8) Par acte du 30 décembre 2010, B______ a recouru contre cette décision auprès de la commission cantonale de recours en matière administrative (ci-après : CCRA), devenue le 1er janvier 2011 le Tribunal administratif de première instance (ci-après : TAPI), concluant à l’annulation des reprises aux titres de salaires excessifs, de frais forfaitaires de représentation et de la provision pour litiges clients, ainsi qu’à la condamnation de l’AFC-GE « en tous les frais et dépens ».

Bénéficiant tous trois d’une formation universitaire et d’une expérience professionnelle significative dans le secteur de la finance, les qualifications professionnelles de MM. J______, K______ et E______ étaient élevées, tout comme d’ailleurs les fonctions de direction et leur activité de gestion en faveur de la clientèle privée et institutionnelle, activité qui les occupaient à raison de dix à douze heures par jour et parfois même le week-end. En application de la convention d’actionnaires, qui comprenait un engagement du conseil d’administration et des actionnaires de distribuer un maximum de dividendes et prévoyait que la rémunération des actionnaires salariés devait être décidée à l’unanimité des membres du conseil d’administration, leur rémunération avait été fixée sous le contrôle de MM. A______ et K______, soit des actionnaires non-salariés disposant d’un droit de veto et dont les dividendes dépendait des salaires versés. Le fait que ces derniers aient validé la teneur des contrats de travail de MM. J______, K______ et E______ démontrait que la même rémunération aurait été accordée à des tiers. D’ailleurs, avant de rejoindre la société, les intéressés percevaient un salaire annuel respectivement de CHF 376'194.-, CHF 512'577.- et CHF 500'000.-Pendant les périodes fiscales considérées, le groupe B______ disposait d’autres employés bénéficiant d’un statut de cadre, dont le salaire était élevé, variant entre CHF 150'000.- et CHF 350'000.-. Du point de vue externe, les gestionnaires de fortune avaient en général droit à une rémunération comprise entre 25 % et 40 % des commissions qu’ils généraient pour une banque, ce qui correspondait, dans le cas de MM. J______, K______ et E______ entre CHF 1'711'439.- et CHF 3'545'025.-. Ainsi, la rémunération versée par B______, de l’ordre de CHF 1'500'000.-, restait en-deçà de ces montants. Au vu de l’ensemble de ces éléments, l’application de la méthode « valaisanne », subsidiaire, était erronée, ce d’autant que B______ n’était pas une structure familiale, mais une société créée par plusieurs associés.

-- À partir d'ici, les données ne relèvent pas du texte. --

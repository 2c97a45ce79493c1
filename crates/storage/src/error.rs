//! Blob store errors.

use thiserror::Error;

/// Failures from an [`ObjectStore`](crate::ObjectStore).
#[derive(Debug, Error)]
pub enum StorageError {
    #[error("blob not found: {0}")]
    NotFound(String),

    /// The storage name is taken. Existing blobs are never replaced.
    #[error("blob already exists: {0}")]
    AlreadyExists(String),

    #[error("I/O error: {0}")]
    Io(#[from] std::io::Error),

    /// The name is not a single plain component under the root.
    #[error("invalid storage name: {0}")]
    InvalidKey(String),

    /// The staged upload grew past the configured ceiling.
    #[error("upload exceeds limit of {limit} bytes")]
    LimitExceeded { limit: u64 },

    #[error("storage configuration error: {0}")]
    Config(String),
}

/// Result type for storage operations.
pub type StorageResult<T> = std::result::Result<T, StorageError>;
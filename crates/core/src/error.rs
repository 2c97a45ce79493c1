//! Error types for the core domain.

use thiserror::Error;

/// Core domain error type.
#[derive(Debug, Error)]
pub enum Error {
    #[error("invalid hash: {0}")]
    InvalidHash(String),

    #[error("invalid limit: {0}")]
    InvalidLimit(String),

    #[error("invalid sort_by value: {0}")]
    InvalidSortField(String),

    #[error("invalid order value: {0}")]
    InvalidSortOrder(String),

    #[error("invalid tag: {0}")]
    InvalidTag(String),
}

/// Result type alias for core operations.
pub type Result<T> = std::result::Result<T, Error>;
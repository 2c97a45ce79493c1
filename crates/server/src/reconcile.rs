//! Offline reconciliation of the catalog against the blob store.
//!
//! Walks every file row by key. Rows without a hash get one computed from the
//! blob; with `verify`, rows that already have a hash are re-hashed and
//! compared. Rows whose blob is missing are reported, never deleted.

use dss_core::ContentHash;
use dss_metadata::{FileRow, MetadataResult, MetadataStore};
use dss_storage::{ObjectStore, StorageError, digest_stream};
use serde::Serialize;
use time::OffsetDateTime;

/// Rows fetched per catalog page.
pub const DEFAULT_BATCH_SIZE: u32 = 500;

/// Reconciliation options.
#[derive(Debug, Clone, Copy)]
pub struct ReconcileOptions {
    /// Re-hash rows that already have a hash.
    pub verify: bool,
    /// Report only; never write hashes.
    pub dry_run: bool,
    pub batch_size: u32,
}

impl Default for ReconcileOptions {
    fn default() -> Self {
        Self {
            verify: false,
            dry_run: false,
            batch_size: DEFAULT_BATCH_SIZE,
        }
    }
}

/// Outcome of a reconciliation run.
#[derive(Debug, Clone, Copy, Default, PartialEq, Eq, Serialize)]
pub struct ReconcileReport {
    /// Rows examined.
    pub scanned: u64,
    /// Rows that received a hash (or would have, in a dry run).
    pub hashed: u64,
    /// Rows whose stored hash was re-checked.
    pub verified: u64,
    /// Re-checked rows whose blob no longer matches.
    pub mismatched: u64,
    /// Rows whose blob is missing.
    pub orphaned: u64,
    /// Rows that could not be processed.
    pub errors: u64,
}

/// Run one reconciliation pass. Per-row failures are counted and logged;
/// only a failure to page through the catalog aborts the run.
pub async fn run_reconcile(
    metadata: &dyn MetadataStore,
    storage: &dyn ObjectStore,
    options: ReconcileOptions,
) -> MetadataResult<ReconcileReport> {
    let mut report = ReconcileReport::default();
    let batch_size = options.batch_size.max(1);
    let mut after = None;

    loop {
        let page = metadata.scan_files(after, batch_size).await?;
        let Some(last) = page.last() else {
            break;
        };
        after = Some(last.key);

        for row in &page {
            report.scanned += 1;
            reconcile_row(metadata, storage, options, row, &mut report).await;
        }
    }

    tracing::info!(
        scanned = report.scanned,
        hashed = report.hashed,
        verified = report.verified,
        mismatched = report.mismatched,
        orphaned = report.orphaned,
        errors = report.errors,
        dry_run = options.dry_run,
        "Reconciliation finished"
    );
    Ok(report)
}

async fn reconcile_row(
    metadata: &dyn MetadataStore,
    storage: &dyn ObjectStore,
    options: ReconcileOptions,
    row: &FileRow,
    report: &mut ReconcileReport,
) {
    if row.hash.is_some() && !options.verify {
        match storage.exists(&row.storage_path).await {
            Ok(true) => {}
            Ok(false) => record_orphan(row, report),
            Err(e) => record_error(row, &e.to_string(), report),
        }
        return;
    }

    let digest = match storage.get_stream(&row.storage_path).await {
        Ok(stream) => digest_stream(stream).await,
        Err(e) => Err(e),
    };
    let (hash, size) = match digest {
        Ok(digest) => digest,
        Err(StorageError::NotFound(_)) => {
            record_orphan(row, report);
            return;
        }
        Err(e) => {
            record_error(row, &e.to_string(), report);
            return;
        }
    };
    match &row.hash {
        Some(stored) => {
            report.verified += 1;
            // An unparseable stored hash counts as a mismatch.
            if ContentHash::from_hex(stored).ok() != Some(hash) {
                report.mismatched += 1;
                tracing::warn!(
                    key = %row.key,
                    storage_path = %row.storage_path,
                    stored = %stored,
                    actual = %hash,
                    size,
                    "Blob content does not match stored hash"
                );
            }
        }
        None if options.dry_run => {
            report.hashed += 1;
            let hash = hash.to_hex();
            tracing::info!(key = %row.key, hash = %hash, "Would record missing hash");
        }
        None => {
            let hash = hash.to_hex();
            match metadata
                .set_file_hash(row.key, &hash, OffsetDateTime::now_utc())
                .await
            {
                Ok(()) => {
                    report.hashed += 1;
                    tracing::debug!(key = %row.key, hash = %hash, "Recorded missing hash");
                }
                Err(e) => record_error(row, &e.to_string(), report),
            }
        }
    }
}

fn record_orphan(row: &FileRow, report: &mut ReconcileReport) {
    report.orphaned += 1;
    tracing::warn!(
        key = %row.key,
        storage_path = %row.storage_path,
        "Orphaned catalog row: blob is missing"
    );
}

fn record_error(row: &FileRow, error: &str, report: &mut ReconcileReport) {
    report.errors += 1;
    tracing::warn!(key = %row.key, storage_path = %row.storage_path, error, "Failed to reconcile row");
}
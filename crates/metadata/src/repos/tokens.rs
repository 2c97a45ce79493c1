//! Token repository.

use crate::error::MetadataResult;
use crate::models::TokenRow;
use async_trait::async_trait;

/// Repository for token operations.
#[async_trait]
pub trait TokenRepo: Send + Sync {
    /// Store a token hash. Returns `AlreadyExists` if it is already present.
    async fn create_token(&self, token_hash: &str, description: Option<&str>)
    -> MetadataResult<()>;

    /// Whether a token with this hash exists.
    async fn token_exists(&self, token_hash: &str) -> MetadataResult<bool>;

    /// Get a token by hash.
    async fn get_token_by_hash(&self, token_hash: &str) -> MetadataResult<Option<TokenRow>>;
}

En tout état, en cas d’application de la méthode « valaisanne », le salaire de base retenu par l’AFC-GE était inapproprié, dès lors qu’il se situait en contradiction avec la réalité du marché s’agissant des profils professionnels de MM. J______, K______ et E______. Ainsi, les statistiques de l’observatoire genevois du marché du travail (ci-après : OGMT) retenaient, pour des personnes au profil similaire à celui des intéressés, des salaires médians de respectivement CHF 458'000.-, CHF 468'000.- et CHF 458'000.-. Un montant de CHF 1'384'000.- correspondant au salaire annuel de base des intéressés devait ainsi à tout le moins être pris en compte.

B______ concluait des contrats de mandat avec ses clients et assumait ainsi un devoir de diligence et, par voie de conséquence, le risque d’être actionnée en justice par ceux-ci en raison de la violation de ce devoir, mais également en cas de placement dommageable. Le conseil d’administration avait ainsi décidé de la constitution d’une provision correspondant à 5 % des commissions de gestion, à concurrence de 1 % de la masse sous gestion afin de se prémunir en cas d’éventuels litiges. Bien qu’ayant reçu plusieurs propositions en vue de la conclusion d’une assurance couvrant ce risque, la société avait préféré maintenir le système des provisions.

9) Dans ses observations du 10 juin 2011, l’AFC-GE a conclu au rejet du recours.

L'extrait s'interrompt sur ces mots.